Now that nanotech researchers know it is possible to target tumors with drug-carrying nanoparticles, the challenge is to get those little carriers to stick around the tumor for a while and bombard it with as much of the therapy as possible.

A research team at Boston University has developed a nanoparticle that responds to the acidic pH inside tumor cells by expanding, releasing the anticancer agent paclitaxel slowly over a period of 24 hours. Tests with these new nanoparticles demonstrated that they not only decreased tumor growth, but prevented new tumors from implanting themselves in the abdominal cavity.

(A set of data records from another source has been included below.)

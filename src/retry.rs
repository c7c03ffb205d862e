//! Retry utilities with exponential backoff
//!
//! Retries apply only to opening a request: once a response has started
//! streaming, its events have been shown to the host and cannot be replayed.
//! The controller therefore wraps the `post_stream` + status check in
//! [`retry_with_backoff_conditional`] when [`AgentOptions::retry`] is set.
//!
//! # Examples
//!
//! ```rust,no_run
//! use modelwar_agent::retry::{retry_with_backoff_conditional, RetryConfig};
//! use std::time::Duration;
//!
//! # async fn example() -> Result<(), Box<dyn std::error::Error>> {
//! let config = RetryConfig::default()
//!     .with_max_attempts(3)
//!     .with_initial_delay(Duration::from_secs(1));
//!
//! let result = retry_with_backoff_conditional(config, || async {
//!     // Timeouts, 429 and 5xx are retried; anything else is returned at once
//!     Ok::<_, modelwar_agent::Error>(42)
//! }).await?;
//! # Ok(())
//! # }
//! ```
//!
//! [`AgentOptions::retry`]: crate::AgentOptions::retry

use crate::{Error, Result};
use std::future::Future;
use std::time::Duration;
use tokio::time::sleep;

/// Configuration for retry behavior
#[derive(Debug, Clone)]
pub struct RetryConfig {
    /// Maximum number of retry attempts
    pub max_attempts: u32,

    /// Initial delay before first retry
    pub initial_delay: Duration,

    /// Maximum delay between retries
    pub max_delay: Duration,

    /// Multiplier for exponential backoff (e.g., 2.0 doubles the delay each time)
    pub backoff_multiplier: f64,

    /// Add random jitter to prevent thundering herd (0.0 to 1.0)
    pub jitter_factor: f64,
}

impl Default for RetryConfig {
    fn default() -> Self {
        Self {
            max_attempts: 3,
            initial_delay: Duration::from_secs(1),
            max_delay: Duration::from_secs(60),
            backoff_multiplier: 2.0,
            jitter_factor: 0.1,
        }
    }
}

impl RetryConfig {
    /// Create a new retry configuration
    pub fn new() -> Self {
        Self::default()
    }

    /// Set maximum number of attempts
    pub fn with_max_attempts(mut self, attempts: u32) -> Self {
        self.max_attempts = attempts;
        self
    }

    /// Set initial delay
    pub fn with_initial_delay(mut self, delay: Duration) -> Self {
        self.initial_delay = delay;
        self
    }

    /// Set maximum delay
    pub fn with_max_delay(mut self, delay: Duration) -> Self {
        self.max_delay = delay;
        self
    }

    /// Set backoff multiplier
    pub fn with_backoff_multiplier(mut self, multiplier: f64) -> Self {
        self.backoff_multiplier = multiplier;
        self
    }

    /// Set jitter factor (0.0 to 1.0)
    pub fn with_jitter_factor(mut self, jitter: f64) -> Self {
        self.jitter_factor = jitter.clamp(0.0, 1.0);
        self
    }

    /// Calculate delay for a given attempt with exponential backoff and jitter
    fn calculate_delay(&self, attempt: u32) -> Duration {
        let base_delay_ms = self.initial_delay.as_millis() as f64;
        let exponential_delay = base_delay_ms * self.backoff_multiplier.powi(attempt as i32);

        // Cap at max delay
        let capped_delay = exponential_delay.min(self.max_delay.as_millis() as f64);

        // Add jitter
        let jitter_range = capped_delay * self.jitter_factor;
        let jitter = rand::random::<f64>() * jitter_range;
        let final_delay = capped_delay + jitter - (jitter_range / 2.0);

        Duration::from_millis(final_delay.max(0.0) as u64)
    }
}

/// Determine if an error is retryable
///
/// Transient conditions are retryable: network failures, timeouts, rate
/// limiting (429), server errors (5xx, including the 529 overload status)
/// and `overloaded_error` stream errors. Client errors (other 4xx) and
/// configuration or tool errors are not.
pub fn is_retryable_error(error: &Error) -> bool {
    match error {
        Error::Http(_) => true,
        Error::Timeout => true,
        Error::Api { status, .. } => *status == 429 || (500..600).contains(status),
        Error::Stream(msg) => msg.contains("overloaded"),
        _ => false,
    }
}

/// Retry an async operation with exponential backoff, only retrying on
/// errors [`is_retryable_error`] accepts
///
/// Returns the first success, the first non-retryable error, or the last
/// error once `max_attempts` is used up.
pub async fn retry_with_backoff_conditional<F, Fut, T>(
    config: RetryConfig,
    mut operation: F,
) -> Result<T>
where
    F: FnMut() -> Fut,
    Fut: Future<Output = Result<T>>,
{
    let mut last_error = None;

    for attempt in 0..config.max_attempts {
        match operation().await {
            Ok(result) => return Ok(result),
            Err(err) => {
                // Check if error is retryable
                if !is_retryable_error(&err) {
                    return Err(err);
                }

                last_error = Some(err);

                // Don't sleep after the last attempt
                if attempt < config.max_attempts - 1 {
                    let delay = config.calculate_delay(attempt);
                    sleep(delay).await;
                }
            }
        }
    }

    Err(last_error.unwrap_or_else(|| Error::other("Retry failed with no error")))
}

This could be especially useful, researchers say, for patients with ovarian cancer or mesothelioma who develop metastases that spread within the abdominal cavity. When that happens, chances of surviving beyond five years drops to less than 40 percent even after surgical removal of the metastatic tumors.

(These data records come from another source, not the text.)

impl BlockAssembler {
    pub fn new(policy: InvalidInputPolicy) -> Self {
        Self {
            policy,
            server_tool: None,
            open: None,
            output: TurnOutput::default(),
        }
    }

    /// Reserved name of the declared server tool.
    ///
    /// Invocations of it are tagged server-side even when they arrive as a
    /// plain `tool_use` block, so they are never dispatched locally.
    pub fn with_server_tool(mut self, name: impl Into<String>) -> Self {
        self.server_tool = Some(name.into());
        self
    }

    /// Blocks finalized so far.
    pub fn blocks(&self) -> &[ContentBlock] {
        &self.output.blocks
    }

    /// Applies one event, returning the notifications it produced.
    ///
    /// # Errors
    ///
    /// An in-stream `error` event (e.g. `overloaded_error`) is terminal for
    /// the turn and returned as [`Error::Stream`].
    pub fn process(&mut self, event: StreamEvent) -> Result<Vec<AgentEvent>> {
        let payload = &event.payload;
        let notifications = match event.kind {
            EventKind::BlockStart => self.start_block(payload),
            EventKind::BlockDelta => self.apply_delta(payload),
            EventKind::BlockStop => self.stop_block(),
            EventKind::MessageDelta => {
                if let Some(reason) = payload["delta"]["stop_reason"].as_str() {
                    self.output.stop_reason = Some(reason.to_string());
                }
                Vec::new()
            }
            EventKind::MessageStop => {
                self.output.completed = true;
                Vec::new()
            }
            EventKind::MessageStart | EventKind::Heartbeat => Vec::new(),
            EventKind::Error => {
                let kind = payload["error"]["type"].as_str().unwrap_or("error");
                let message = payload["error"]["message"]
                    .as_str()
                    .unwrap_or("stream reported an error");
                return Err(Error::stream(format!("{}: {}", kind, message)));
            }
        };
        Ok(notifications)
    }

    /// Ends the turn. A block still open here never stopped and is discarded.
    pub fn finish(mut self) -> TurnOutput {
        if let Some(open) = self.open.take() {
            log::warn!("Discarding unfinished {} block at end of stream", kind_of(&open));
        }
        self.output
    }

    fn start_block(&mut self, payload: &Value) -> Vec<AgentEvent> {
        let mut notifications = Vec::new();

        if self.open.is_some() {
            // The protocol never interleaves blocks; close the stray one.
            log::warn!("content_block_start while a block is open; finalizing it");
            notifications.extend(self.stop_block());
        }

        let block = &payload["content_block"];
        let block_type = block["type"].as_str().unwrap_or_default();

        self.open = match block_type {
            "text" => Some(OpenBlock::Text(
                block["text"].as_str().unwrap_or_default().to_string(),
            )),
            "thinking" => Some(OpenBlock::Thinking {
                thinking: block["thinking"].as_str().unwrap_or_default().to_string(),
                signature: block["signature"].as_str().unwrap_or_default().to_string(),
            }),
            "tool_use" | "server_tool_use" => {
                match (block["id"].as_str(), block["name"].as_str()) {
                    (Some(id), Some(name)) => {
                        let server = block_type == "server_tool_use"
                            || self.server_tool.as_deref() == Some(name);
                        notifications.push(AgentEvent::ToolUseStarted {
                            id: id.to_string(),
                            name: name.to_string(),
                            server,
                        });
                        Some(OpenBlock::ToolUse {
                            id: id.to_string(),
                            name: name.to_string(),
                            initial: input_from_json(block["input"].clone()).unwrap_or_default(),
                            json: String::new(),
                            server,
                        })
                    }
                    _ => {
                        log::warn!("Ignoring {} block without id or name", block_type);
                        None
                    }
                }
            }
            "web_search_tool_result" => {
                match serde_json::from_value::<ServerToolResultBlock>(block.clone()) {
                    Ok(result) => Some(OpenBlock::ServerResult(result)),
                    Err(e) => {
                        log::warn!("Ignoring malformed server tool result: {}", e);
                        None
                    }
                }
            }
            other => {
                log::debug!("Ignoring unknown block type '{}'", other);
                None
            }
        };

        notifications
    }

    fn apply_delta(&mut self, payload: &Value) -> Vec<AgentEvent> {
        let delta = &payload["delta"];
        let delta_type = delta["type"].as_str().unwrap_or_default();

        match (delta_type, self.open.as_mut()) {
            ("text_delta", Some(OpenBlock::Text(text))) => {
                let fragment = delta["text"].as_str().unwrap_or_default();
                text.push_str(fragment);
                vec![AgentEvent::TextDelta {
                    text: fragment.to_string(),
                }]
            }
            ("thinking_delta", Some(OpenBlock::Thinking { thinking, .. })) => {
                let fragment = delta["thinking"].as_str().unwrap_or_default();
                thinking.push_str(fragment);
                vec![AgentEvent::ThinkingDelta {
                    text: fragment.to_string(),
                }]
            }
            ("signature_delta", Some(OpenBlock::Thinking { signature, .. })) => {
                signature.push_str(delta["signature"].as_str().unwrap_or_default());
                Vec::new()
            }
            ("input_json_delta", Some(OpenBlock::ToolUse { json, .. })) => {
                json.push_str(delta["partial_json"].as_str().unwrap_or_default());
                Vec::new()
            }
            (_, None) => {
                log::debug!("Ignoring {} delta with no open block", delta_type);
                Vec::new()
            }
            (_, Some(open)) => {
                log::debug!(
                    "Ignoring {} delta for {} block",
                    delta_type,
                    kind_of(open)
                );
                Vec::new()
            }
        }
    }

    fn stop_block(&mut self) -> Vec<AgentEvent> {
        let Some(open) = self.open.take() else {
            return Vec::new();
        };

        let block = match open {
            OpenBlock::Text(text) => {
                if text.is_empty() {
                    // Empty text blocks are rejected on replay.
                    log::debug!("Dropping empty text block");
                    return Vec::new();
                }
                ContentBlock::Text(TextBlock::new(text))
            }
            OpenBlock::Thinking {
                thinking,
                signature,
            } => ContentBlock::Thinking(ThinkingBlock::new(thinking, signature)),
            OpenBlock::ToolUse {
                id,
                name,
                initial,
                json,
                server,
            } => {
                let (input, input_error) = self.parse_input(&name, initial, &json);
                self.output.pending.push(PendingToolUse {
                    id: id.clone(),
                    name: name.clone(),
                    input: input.clone(),
                    server,
                    input_error,
                });
                let tool_use = ToolUseBlock::new(id, name, input);
                if server {
                    ContentBlock::ServerToolUse(tool_use)
                } else {
                    ContentBlock::ToolUse(tool_use)
                }
            }
            OpenBlock::ServerResult(result) => ContentBlock::ServerToolResult(result),
        };

        self.output.blocks.push(block.clone());
        vec![AgentEvent::BlockFinalized { block }]
    }

    /// Parses accumulated input fragments.
    ///
    /// Empty input falls back to the input carried on the start event (an
    /// empty object when there was none).
    fn parse_input(
        &self,
        name: &str,
        initial: ToolInput,
        json: &str,
    ) -> (ToolInput, Option<String>) {
        if json.trim().is_empty() {
            return (initial, None);
        }

        let parsed = serde_json::from_str::<Value>(json)
            .map_err(|e| e.to_string())
            .and_then(|value| {
                input_from_json(value).ok_or_else(|| "input is not a JSON object".to_string())
            });

        match parsed {
            Ok(input) => (input, None),
            Err(reason) => {
                log::warn!("Unparsable input for tool '{}': {}", name, reason);
                match self.policy {
                    InvalidInputPolicy::DefaultEmpty => (ToolInput::new(), None),
                    InvalidInputPolicy::Reject => (
                        ToolInput::new(),
                        Some(format!("Invalid tool input: {}", reason)),
                    ),
                }
            }
        }
    }
}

Mark Grinstaff led the research team that published its work in the journal Biomaterials. Investigators from Brigham and Women's Hospital also participated in this study. The investigators set out to create a nanoparticle that would release paclitaxel only when taken up by tumors, release drug slowly to maximize the number of dividing cells exposed to the drug, and that would remain in the vicinity of the tumors while it released the drug. They created a material that remains intact but swells when it's in the low pH environment near tumor cells. Tests with paclitaxel-loaded nanoparticles showed that they release about 4 percent of their drug load each hour for 24 hours, creating a sustained load of drug in the vicinity of the nanoparticle. When added to mesothelioma cells growing in culture, the drug-loaded nanoparticles continued to substantially kill cells.

Other experiments conducted by the investigators showed that when injected into the abdominal cavity, the drug-loaded expandable nanoparticles homed to tumor sites and remained there for at least seven days.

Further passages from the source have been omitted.